What is the freezing point of a solution that contains 21.1g of urea, CO(NH2)2, in 305mL water, H2O? Assume a density of water of 1.00 g/mL.

2.59 Degrees

To determine the freezing point of a solution, we need to use the equation:

ΔTf = Kf * m

Where:
ΔTf is the change in freezing point
Kf is the freezing point depression constant (molal freezing point constant) of the solvent
m is the molality of the solute (moles of solute per kilogram of solvent)

First, let's calculate the molality (m) using the given data:

1. Calculate the moles of urea (CO(NH2)2):
Moles of urea = (mass of urea) / (molar mass of urea)

The molar mass of urea (CO(NH2)2) can be calculated as:
molar mass of C = 12.01 g/mol
molar mass of O = 16.00 g/mol
molar mass of N = 14.01 g/mol
molar mass of H = 1.01 g/mol

Molar mass of urea = (12.01 * 1) + (16.00 * 1) + (14.01 * 2) + (1.01 * 4)

Calculate the molar mass of urea and convert grams to moles:
Molar mass of urea = (12.01 * 1) + (16.00 * 1) + (14.01 * 2) + (1.01 * 4)

2. Calculate the moles of water (H2O):
Density of water = 1.00 g/mL
Mass of water = volume of water * density of water

Convert mL to grams:
Mass of water = 305 mL * 1.00 g/mL

Convert grams to moles:
Moles of water = (mass of water) / (molar mass of water)

The molar mass of water (H2O) is 18.02 g/mol.

Now, we can calculate the molality (m):

m = (moles of urea) / (kilograms of water)

1. Convert moles of water to kilograms:
Kilograms of water = (mass of water) / 1000

2. Calculate the molality:
m = (moles of urea) / (kilograms of water)

Once we have the molality (m), we can calculate the change in freezing point (ΔTf).

3. Use the molality (m) and the freezing point depression constant (Kf) to calculate ΔTf:
The freezing point depression constant (Kf) for water is -1.86 °C/molal.

ΔTf = Kf * m

Finally, we can calculate the freezing point of the solution.

4. Calculate the freezing point of the solution:
Freezing point of solution = freezing point of pure solvent + ΔTf

The freezing point of pure water is 0 °C.

Let's calculate the freezing point of the solution step-by-step.

To find the freezing point of the solution, we need to use the concept of freezing point depression.

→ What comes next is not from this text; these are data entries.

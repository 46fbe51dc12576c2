use crate::shared::entity::{Entity, ID};
use chrono::{DateTime, Utc};
use serde::{Deserialize, Serialize};

/// A named recurring reward definition owned by a profile, e.g. "flowers
/// every ~14 days". The concrete next occurrence is computed by the
/// external recommender from `base_interval_days` and `jitter_pct`.
#[derive(Debug, Clone, Serialize, Deserialize)]
#[serde(rename_all = "camelCase")]
pub struct EventConfig {
    pub id: ID,
    pub profile_id: ID,
    pub name: String,
    /// Lowercase url-safe identifier, unique per profile.
    pub slug: String,
    pub base_interval_days: u32,
    pub jitter_pct: f64,
    pub enabled: bool,
    pub created: DateTime<Utc>,
    pub updated: DateTime<Utc>,
}

impl Entity for EventConfig {
    fn id(&self) -> &ID {
        &self.id
    }
}

impl EventConfig {
    pub fn new(
        profile_id: ID,
        name: &str,
        base_interval_days: u32,
        jitter_pct: f64,
        now: DateTime<Utc>,
    ) -> Self {
        Self {
            id: Default::default(),
            profile_id,
            name: name.trim().to_string(),
            slug: normalize_slug(name),
            base_interval_days,
            jitter_pct,
            enabled: true,
            created: now,
            updated: now,
        }
    }

    /// Event configs every new profile starts out with.
    pub fn defaults_for_profile(profile_id: &ID, now: DateTime<Utc>) -> Vec<Self> {
        vec![
            Self::new(profile_id.clone(), "flowers", 14, 0.25, now),
            Self::new(profile_id.clone(), "nice_date", 10, 0.2, now),
            Self::new(profile_id.clone(), "activity", 7, 0.2, now),
            Self::new(profile_id.clone(), "thoughtful_message", 4, 0.15, now),
        ]
    }
}

/// Trim, lowercase and collapse every non-alphanumeric run to a single
/// dash, dropping leading and trailing dashes.
pub fn normalize_slug(value: &str) -> String {
    let mut slug = String::with_capacity(value.len());
    let mut pending_dash = false;
    for c in value.trim().chars() {
        if c.is_ascii_alphanumeric() {
            if pending_dash && !slug.is_empty() {
                slug.push('-');
            }
            pending_dash = false;
            slug.extend(c.to_lowercase());
        } else {
            pending_dash = true;
        }
    }
    slug
}

#[cfg(test)]
mod test {
    use super::*;
    use chrono::TimeZone;

    #[test]
    fn normalizes_slugs() {
        assert_eq!(normalize_slug("Nice Date"), "nice-date");
        assert_eq!(normalize_slug("  Flowers!  "), "flowers");
        assert_eq!(normalize_slug("a--b__c"), "a-b-c");
        assert_eq!(normalize_slug("--"), "");
        assert_eq!(normalize_slug("thoughtful_message"), "thoughtful-message");
    }

    #[test]
    fn default_configs_are_enabled_and_owned() {
        let profile_id = ID::new();
        let now = Utc.ymd(2021, 3, 1).and_hms(12, 0, 0);
        let configs = EventConfig::defaults_for_profile(&profile_id, now);

        assert_eq!(configs.len(), 4);
        for config in &configs {
            assert!(config.enabled);
            assert_eq!(config.profile_id, profile_id);
            assert_eq!(config.slug, normalize_slug(&config.name));
        }
    }
}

The freezing point of a solution is lower than that of the pure solvent due to the presence of solute particles.

First, we need to calculate the molality (m) of the solution, which is defined as moles of solute per kilogram of solvent.
Given that the mass of urea is 21.1 g and the volume of water is 305 mL (which is equal to 305 grams due to the given density of 1.00 g/mL), we can calculate the moles of urea using its molar mass of 60.06 g/mol.

moles of urea = mass of urea / molar mass of urea
= 21.1 g / 60.06 g/mol
= 0.35 mol

Next, we need to calculate the mass of water in kilograms.

mass of water = volume of water x density of water
= 305 g

Finally, we can calculate the molality of the solution.

molality (m) = moles of solute / mass of solvent (in kg)
= 0.35 mol / (305 g / 1000)
= 1.15 mol/kg

Now we can use the freezing point depression formula to find the freezing point of the solution.
The freezing point depression (∆Tf) is given by:

∆Tf = Kf x m

Where Kf is the molal freezing point depression constant, which is specific to the solvent. For water, its value is 1.86 °C/m. Substitute the value of ∆Tf and solve for the freezing point.

Freezing point = freezing point of the solvent - ∆Tf

The freezing point of pure water is 0 °C, so we can substitute this value into the equation.

Freezing point = 0 °C - ∆Tf
= 0 °C - (1.86 °C/m x 1.15 mol/kg)
= 0 °C - 2.139 °C
≈ -2.14 °C

Therefore, the freezing point of the solution containing 21.1 g of urea in 305 mL of water is approximately -2.14 °C.